* REQUIRED ACTION
In the listing below, find the line containing "self.link = Some(link);" and the line containing "pub fn calibrate_backward(&mut". Repeat exactly those two lines and every line between them, nothing more.
BEGIN GIVEN DATA
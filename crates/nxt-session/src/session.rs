//! Session façade
//!
//! Owns the channel for its lifetime and drives the connect and calibrate
//! cycle. Calibration steps are explicit calls; the background loop never
//! changes [`SessionState`].

use crate::axes::AxisTable;
use crate::config::SessionConfig;
use crate::error::{ConnectError, SessionError, SessionResult};
use crate::sink::{AxisSink, NullSink};
use crate::stats::{SessionStats, StatsSnapshot};
use crate::worker::{RequesterContext, SessionWorker};
use nxt_throttle_calibration::{
    AxisDecoder, AxisId, CalibrationStep, SessionState, UNAVAILABLE_PERCENT,
};
use nxt_throttle_protocol::ResponseLayout;
use nxt_throttle_transport::{
    Channel, ChannelOpener, DeviceLink, PositionHandler, TransportError, TransportFlavor,
};
use std::sync::Arc;
use tracing::{debug, error, info, warn};

pub struct Session {
    config: SessionConfig,
    layout: ResponseLayout,
    decoder: AxisDecoder,
    opener: Arc<dyn ChannelOpener>,
    sink: Arc<dyn AxisSink>,
    link: Option<Arc<DeviceLink>>,
    state: SessionState,
    axes: Arc<AxisTable>,
    stats: Arc<SessionStats>,
    worker: Option<SessionWorker>,
}

impl Session {
    pub fn new(config: SessionConfig, opener: Arc<dyn ChannelOpener>) -> SessionResult<Self> {
        config.validate()?;
        let layout = config.layout()?;
        Ok(Self {
            decoder: AxisDecoder::new(config.throttle_dead_zone_percent),
            config,
            layout,
            opener,
            sink: Arc::new(NullSink),
            link: None,
            state: SessionState::Idle,
            axes: Arc::new(AxisTable::new()),
            stats: Arc::new(SessionStats::new()),
            worker: None,
        })
    }

    /// Route changed axis percentages to `sink`. Takes effect on the next
    /// [`Session::start_session`].
    pub fn with_sink(mut self, sink: Arc<dyn AxisSink>) -> Self {
        self.sink = sink;
        self
    }

    pub fn config(&self) -> &SessionConfig {
        &self.config
    }

    pub fn state(&self) -> SessionState {
        self.state
    }

    pub fn is_connected(&self) -> bool {
        self.link.as_ref().is_some_and(|link| link.is_connected())
    }

    pub fn is_running(&self) -> bool {
        self.worker.as_ref().is_some_and(SessionWorker::is_running)
    }

    pub fn stats(&self) -> StatsSnapshot {
        self.stats.snapshot()
    }

    /// Open the channel, retrying up to `connect_attempts` times.
    ///
    /// Succeeds immediately when a live channel is already held, and treats
    /// an "already open" report from the opener as success when the opener
    /// can hand over the live channel.
    pub fn connect(&mut self) -> SessionResult<()> {
        if self.is_connected() {
            debug!("connect called while connected");
            return Ok(());
        }

        let endpoint = self.opener.describe();
        let attempts = self.config.connect_attempts;
        let mut last_error = TransportError::Disconnected;

        for attempt in 1..=attempts {
            match self.opener.open() {
                Ok(channel) => {
                    info!(endpoint = %endpoint, attempt, "channel opened");
                    return self.install(channel);
                }
                Err(TransportError::AlreadyOpen) => match self.opener.current() {
                    Some(channel) => {
                        info!(endpoint = %endpoint, attempt, "channel already open, reusing it");
                        return self.install(channel);
                    }
                    None => {
                        warn!(endpoint = %endpoint, attempt, "channel reported open by another owner");
                        last_error = TransportError::AlreadyOpen;
                    }
                },
                Err(e) => {
                    warn!(endpoint = %endpoint, attempt, error = %e, "failed to open channel");
                    last_error = e;
                }
            }
            if attempt < attempts {
                std::thread::sleep(self.config.connect_retry_delay());
            }
        }

        error!(endpoint = %endpoint, attempts, "giving up on channel");
        Err(ConnectError::RetriesExhausted {
            endpoint,
            attempts,
            last_error: last_error.to_string(),
        }
        .into())
    }

    fn install(&mut self, channel: Arc<dyn Channel>) -> SessionResult<()> {
        let flavor = channel.flavor();
        if flavor.default_layout() != self.layout {
            warn!(
                flavor = %flavor,
                rotation_offset = self.config.rotation_offset,
                "rotation offset does not match the channel's usual reply layout"
            );
        }

        let link = Arc::new(DeviceLink::new(channel, self.layout));
        if flavor == TransportFlavor::Endpoint {
            link.subscribe_positions(self.position_handler())?;
        }
        self.link = Some(link);
        Ok(())
    }

    /// Receive callback for endpoint channels: decode, update the matching
    /// axis record and return.
    fn position_handler(&self) -> PositionHandler {
        let axes = Arc::clone(&self.axes);
        let stats = Arc::clone(&self.stats);
        let leeway = self.config.leeway_ticks;

        Arc::new(move |outcome| match outcome {
            Ok(reply) => match AxisId::from_port(reply.port) {
                Some(axis) => {
                    stats.inc_reply();
                    axes.observe(axis, reply.rotation_count, leeway);
                }
                None => {
                    stats.inc_protocol_error();
                    warn!(port = reply.port, "reply for unknown port discarded");
                }
            },
            Err(e) => {
                stats.inc_protocol_error();
                warn!(error = %e, "reply discarded");
            }
        })
    }

    fn link(&self) -> SessionResult<Arc<DeviceLink>> {
        self.link.clone().ok_or(SessionError::NotConnected)
    }

    /// Start (or restart) calibration: (re)open the channel and forget every
    /// axis's calibration.
    ///
    /// Restarting from Ready drops back to Idle before reconnecting, so a
    /// failed reopen leaves an idle session with nothing calibrated.
    pub fn begin_setup(&mut self) -> SessionResult<()> {
        let next = self.state.transition(CalibrationStep::BeginSetup)?;

        if self.state.is_ready() {
            self.stop_session();
            self.close_link();
            self.state = SessionState::Idle;
        }
        self.axes.reset_all();
        self.connect()?;

        info!(from = %self.state, to = %next, "setup started");
        self.state = next;
        Ok(())
    }

    /// Zero every motor with the levers held at their backward stop.
    pub fn calibrate_backward(&mut self) -> SessionResult<()> {
        let next = self.state.transition(CalibrationStep::CalibrateBackward)?;
        let link = self.link()?;

        for axis in AxisId::ALL {
            link.reset_motor_position(axis.port())?;
            self.axes.clear_runtime(axis);
            debug!(axis = %axis, "motor position reset");
        }

        info!(from = %self.state, to = %next, "backward extreme captured");
        self.state = next;
        Ok(())
    }

    /// Read every axis at its forward stop and infer direction and travel.
    ///
    /// On stream channels all three readings must succeed before any axis is
    /// updated. On endpoint channels the queries are sent and each axis is
    /// calibrated when its reply arrives.
    pub fn calibrate_forward(&mut self) -> SessionResult<()> {
        let next = self.state.transition(CalibrationStep::CalibrateForward)?;
        let link = self.link()?;
        let leeway = self.config.leeway_ticks;

        if link.flavor().is_event_driven() {
            for axis in AxisId::ALL {
                self.axes.set_pending_forward(axis, true);
            }
            for axis in AxisId::ALL {
                self.stats.inc_query();
                if let Err(e) = link.request_motor_position(axis.port()) {
                    for axis in AxisId::ALL {
                        self.axes.set_pending_forward(axis, false);
                    }
                    return Err(e.into());
                }
            }
        } else {
            let mut readings = Vec::with_capacity(AxisId::ALL.len());
            for axis in AxisId::ALL {
                self.stats.inc_query();
                let reply = link.query_motor_position(axis.port())?;
                self.stats.inc_reply();
                readings.push((axis, reply.rotation_count));
            }
            for (axis, raw_forward) in readings {
                self.axes.apply_forward(axis, raw_forward, leeway);
            }
        }

        info!(from = %self.state, to = %next, "forward extreme captured");
        self.state = next;
        Ok(())
    }

    /// Perform whichever setup step is legal now, like the single setup
    /// button. Returns the new state and the instruction for the user.
    pub fn advance_setup(&mut self) -> SessionResult<(SessionState, &'static str)> {
        match self.state.next_step() {
            CalibrationStep::BeginSetup => self.begin_setup()?,
            CalibrationStep::CalibrateBackward => self.calibrate_backward()?,
            CalibrationStep::CalibrateForward => self.calibrate_forward()?,
        }
        Ok((self.state, self.state.prompt()))
    }

    /// Start the requester loop and arm the heartbeat.
    pub fn start_session(&mut self) -> SessionResult<()> {
        if self.is_running() {
            return Err(SessionError::AlreadyRunning);
        }
        let link = self.link()?;

        let ctx = RequesterContext {
            link,
            axes: Arc::clone(&self.axes),
            stats: Arc::clone(&self.stats),
            sink: Arc::clone(&self.sink),
            decoder: self.decoder,
            leeway: self.config.leeway_ticks,
            poll_interval: self.config.poll_interval(),
        };
        self.worker = Some(SessionWorker::spawn(
            ctx,
            self.config.heartbeat_interval(),
        )?);
        info!("session started");
        Ok(())
    }

    /// Stop the loop and disarm the heartbeat. Returns once both threads
    /// have exited.
    pub fn stop_session(&mut self) {
        if let Some(mut worker) = self.worker.take() {
            worker.stop();
            info!("session stopped");
        }
    }

    /// Last decoded percentage for `axis`, or `-1` when uncalibrated or
    /// before the first reading.
    pub fn get_axis_percent(&self, axis: AxisId) -> f64 {
        if self.link.is_none() {
            return UNAVAILABLE_PERCENT;
        }
        self.axes.reported_percent(axis, &self.decoder)
    }

    /// Like [`Session::get_axis_percent`] without the sentinel, for pitch
    /// whose valid range includes negative values.
    pub fn axis_percent(&self, axis: AxisId) -> Option<f64> {
        self.link.as_ref()?;
        self.axes.percent(axis, &self.decoder)
    }

    pub fn raw_ticks(&self, axis: AxisId) -> Option<i32> {
        self.axes.raw_ticks(axis)
    }

    /// Sound the brick's speaker.
    pub fn play_tone(&self, frequency_hz: u16, duration_ms: u16) -> SessionResult<()> {
        self.link()?.play_tone(frequency_hz, duration_ms)?;
        Ok(())
    }

    /// Stop any running session, close the channel and discard calibration.
    pub fn disconnect(&mut self) {
        self.stop_session();
        self.close_link();
        self.axes.reset_all();
        self.state = SessionState::Idle;
    }

    fn close_link(&mut self) {
        if let Some(link) = self.link.take() {
            match link.close() {
                Ok(()) => info!("channel closed"),
                Err(e) => warn!(error = %e, "failed to close channel"),
            }
        }
    }
}

impl Drop for Session {
    fn drop(&mut self) {
        self.stop_session();
        self.close_link();
    }
}

impl std::fmt::Debug for Session {
    fn fmt(&self, f: &mut std::fmt::Formatter<'_>) -> std::fmt::Result {
        f.debug_struct("Session")
            .field("state", &self.state)
            .field("layout", &self.layout)
            .field("connected", &self.is_connected())
            .field("running", &self.is_running())
            .finish()
    }
}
END GIVEN DATA
* SOLUTION
        self.link = Some(link);
        Ok(())
    }

    /// Receive callback for endpoint channels: decode, update the matching
    /// axis record and return.
    fn position_handler(&self) -> PositionHandler {
        let axes = Arc::clone(&self.axes);
        let stats = Arc::clone(&self.stats);
        let leeway = self.config.leeway_ticks;

        Arc::new(move |outcome| match outcome {
            Ok(reply) => match AxisId::from_port(reply.port) {
                Some(axis) => {
                    stats.inc_reply();
                    axes.observe(axis, reply.rotation_count, leeway);
                }
                None => {
                    stats.inc_protocol_error();
                    warn!(port = reply.port, "reply for unknown port discarded");
                }
            },
            Err(e) => {
                stats.inc_protocol_error();
                warn!(error = %e, "reply discarded");
            }
        })
    }

    fn link(&self) -> SessionResult<Arc<DeviceLink>> {
        self.link.clone().ok_or(SessionError::NotConnected)
    }

    /// Start (or restart) calibration: (re)open the channel and forget every
    /// axis's calibration.
    ///
    /// Restarting from Ready drops back to Idle before reconnecting, so a
    /// failed reopen leaves an idle session with nothing calibrated.
    pub fn begin_setup(&mut self) -> SessionResult<()> {
        let next = self.state.transition(CalibrationStep::BeginSetup)?;

        if self.state.is_ready() {
            self.stop_session();
            self.close_link();
            self.state = SessionState::Idle;
        }
        self.axes.reset_all();
        self.connect()?;

        info!(from = %self.state, to = %next, "setup started");
        self.state = next;
        Ok(())
    }

    /// Zero every motor with the levers held at their backward stop.
    pub fn calibrate_backward(&mut self) -> SessionResult<()> {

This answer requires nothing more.